So we were at savers (thrift store) the other day and there was a pair of justice sweat pants and a pair of heelys, both in my middle dds size. Anyway my oldest dd asks me if I'm going to give them to middle dd. then she tells me she rather I sell them on eBay because when she sees something she really likes and can't have it makes her really angry. And it's do true! She gets so angry if her sisters or anyone really has something she really likes. She also will get really angry if she outgrows clothes and I pass them down. She will try to wear clothes that are way too small just so I won't pass them down.

I don't know what to do About this. She also gets angry if say she gets a pair of pants and her sister wants the same ones (they are only 15 months apart). Even if her sister chooses it first. Middle dd is constantly afraid to say what she really wants because she's afraid oldest dd will be mad. She's also started saying she doesn't like the hand me downs when I know darn well she does but she just doesn't want my oldest to be mad at her!

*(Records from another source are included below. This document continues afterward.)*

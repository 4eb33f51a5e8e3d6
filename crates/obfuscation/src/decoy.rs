//! Decoy HTTP headers that vary request shape and size

use shroud_protocol::RequestHead;

/// Kinds of harmless header a request may carry
#[derive(Debug, Clone, Copy, PartialEq, Eq)]
pub enum DecoyHeader {
    ForwardedFor,
    RealIp,
    OriginatingIp,
    RemoteIp,
    ClientIp,
    ForwardedProto,
    RequestedWith,
    CacheControl,
    Pragma,
    Dnt,
    UpgradeInsecureRequests,
    CustomToken,
}

impl DecoyHeader {
    pub const ALL: [DecoyHeader; 12] = [
        Self::ForwardedFor,
        Self::RealIp,
        Self::OriginatingIp,
        Self::RemoteIp,
        Self::ClientIp,
        Self::ForwardedProto,
        Self::RequestedWith,
        Self::CacheControl,
        Self::Pragma,
        Self::Dnt,
        Self::UpgradeInsecureRequests,
        Self::CustomToken,
    ];

    pub fn name(&self) -> &'static str {
        match self {
            Self::ForwardedFor => "X-Forwarded-For",
            Self::RealIp => "X-Real-IP",
            Self::OriginatingIp => "X-Originating-IP",
            Self::RemoteIp => "X-Remote-IP",
            Self::ClientIp => "X-Client-IP",
            Self::ForwardedProto => "X-Forwarded-Proto",
            Self::RequestedWith => "X-Requested-With",
            Self::CacheControl => "Cache-Control",
            Self::Pragma => "Pragma",
            Self::Dnt => "DNT",
            Self::UpgradeInsecureRequests => "Upgrade-Insecure-Requests",
            Self::CustomToken => "X-Custom-Header",
        }
    }

    /// Generate a fresh value
    pub fn value(&self) -> String {
        match self {
            Self::ForwardedFor
            | Self::RealIp
            | Self::OriginatingIp
            | Self::RemoteIp
            | Self::ClientIp => random_ip(),
            Self::ForwardedProto => "https".to_string(),
            Self::RequestedWith => "XMLHttpRequest".to_string(),
            Self::CacheControl | Self::Pragma => "no-cache".to_string(),
            Self::Dnt | Self::UpgradeInsecureRequests => "1".to_string(),
            Self::CustomToken => random_token(16),
        }
    }

    /// Full header line without terminator
    pub fn render(&self) -> String {
        format!("{}: {}", self.name(), self.value())
    }
}

/// Inserts a random subset of decoy headers among the real ones
#[derive(Debug, Clone)]
pub struct DecoyHeaders {
    /// Inclusive bounds on how many headers to insert
    pub min_count: usize,
    pub max_count: usize,
}

impl Default for DecoyHeaders {
    fn default() -> Self {
        Self {
            min_count: 1,
            max_count: 4,
        }
    }
}

impl DecoyHeaders {
    /// Pick distinct decoys not already present in the request
    fn pick(&self, request: &[u8], head: &RequestHead) -> Vec<DecoyHeader> {
        let mut candidates: Vec<DecoyHeader> = DecoyHeader::ALL
            .into_iter()
            .filter(|d| head.header(request, d.name()).is_none())
            .collect();
        fastrand::shuffle(&mut candidates);

        let max = self.max_count.min(candidates.len());
        let min = self.min_count.min(max);
        let count = if max > min {
            fastrand::usize(min..=max)
        } else {
            max
        };

        candidates.truncate(count);
        candidates
    }

    /// Insert decoys at random header positions
    ///
    /// Returns `None` when the request has no complete head or no room after
    /// the request line. Header lines use the terminator of the request line.
    pub fn apply(&self, request: &[u8]) -> Option<Vec<u8>> {
        let head = RequestHead::parse(request)?;
        if !head.complete {
            return None;
        }

        let decoys = self.pick(request, &head);
        if decoys.is_empty() {
            return Some(request.to_vec());
        }

        let line_end: &[u8] = if request.get(head.request_line.end) == Some(&b'\r') {
            b"\r\n"
        } else {
            b"\n"
        };

        // Insertion points: start of each header line, plus just before the blank line
        let mut slots: Vec<usize> = Vec::with_capacity(head.headers.len() + 1);
        slots.push(head.request_line.end + line_end.len());
        for header in &head.headers {
            slots.push(header.line.end + header.terminator);
        }

        let mut inserts: Vec<(usize, String)> = decoys
            .iter()
            .map(|d| (slots[fastrand::usize(0..slots.len())], d.render()))
            .collect();
        inserts.sort_by_key(|(at, _)| *at);

        let extra: usize = inserts.iter().map(|(_, l)| l.len() + line_end.len()).sum();
        let mut out = Vec::with_capacity(request.len() + extra);
        let mut pos = 0;
        for (at, line) in inserts {
            out.extend_from_slice(&request[pos..at]);
            out.extend_from_slice(line.as_bytes());
            out.extend_from_slice(line_end);
            pos = at;
        }
        out.extend_from_slice(&request[pos..]);

        Some(out)
    }
}

fn random_ip() -> String {
    format!(
        "{}.{}.{}.{}",
        fastrand::u8(1..=223),
        fastrand::u8(..),
        fastrand::u8(..),
        fastrand::u8(1..=254)
    )
}

fn random_token(len: usize) -> String {
    (0..len).map(|_| fastrand::alphanumeric()).collect()
}

#[cfg(test)]
mod tests {
    use super::*;

    const REQ: &[u8] = b"GET / HTTP/1.1\r\nHost: example.com\r\nAccept: */*\r\n\r\nBODY";

    fn header_lines(data: &[u8]) -> Vec<String> {
        let text = String::from_utf8(data.to_vec()).unwrap();
        let head = text.split("\r\n\r\n").next().unwrap().to_string();
        head.split("\r\n").skip(1).map(str::to_string).collect()
    }

    #[test]
    fn test_inserts_between_one_and_four() {
        let decoys = DecoyHeaders::default();

        for _ in 0..100 {
            let out = decoys.apply(REQ).unwrap();
            let lines = header_lines(&out);

            assert!((3..=6).contains(&lines.len()), "{:?}", lines);
            assert!(out.starts_with(b"GET / HTTP/1.1\r\n"));
            assert!(out.ends_with(b"\r\n\r\nBODY"));
            assert!(lines.iter().any(|l| l == "Host: example.com"));
            assert!(lines.iter().any(|l| l == "Accept: */*"));
            // Original order of real headers is kept
            let host = lines.iter().position(|l| l.starts_with("Host")).unwrap();
            let accept = lines.iter().position(|l| l.starts_with("Accept")).unwrap();
            assert!(host < accept);
        }
    }

    #[test]
    fn test_decoys_are_distinct_and_new() {
        let req = b"GET / HTTP/1.1\r\nHost: a\r\nDNT: 1\r\n\r\n";
        let decoys = DecoyHeaders {
            min_count: 11,
            max_count: 11,
        };

        let out = decoys.apply(req).unwrap();
        let lines = header_lines(&out);
        assert_eq!(lines.len(), 13);
        assert_eq!(lines.iter().filter(|l| l.starts_with("DNT:")).count(), 1);
    }

    #[test]
    fn test_incomplete_head_is_skipped() {
        assert!(DecoyHeaders::default().apply(b"GET / HTTP/1.1\r\nHost: a").is_none());
    }

    #[test]
    fn test_render() {
        assert_eq!(DecoyHeader::Pragma.render(), "Pragma: no-cache");
        let ip = DecoyHeader::RealIp.value();
        assert_eq!(ip.split('.').count(), 4);
        assert_eq!(DecoyHeader::CustomToken.value().len(), 16);
    }
}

I've tried talking to her but seems like it does no good. This can't be good for her well being! Advice?

P.s. she gets the most new new clothes since she's the oldest and there's nobody to pass down to her. And her personal things, like jewelry and books I don't pass down so to speak. So it's not like she has to share everything but it would also be rediculous to not pass down her clothes when she has four younger sisters!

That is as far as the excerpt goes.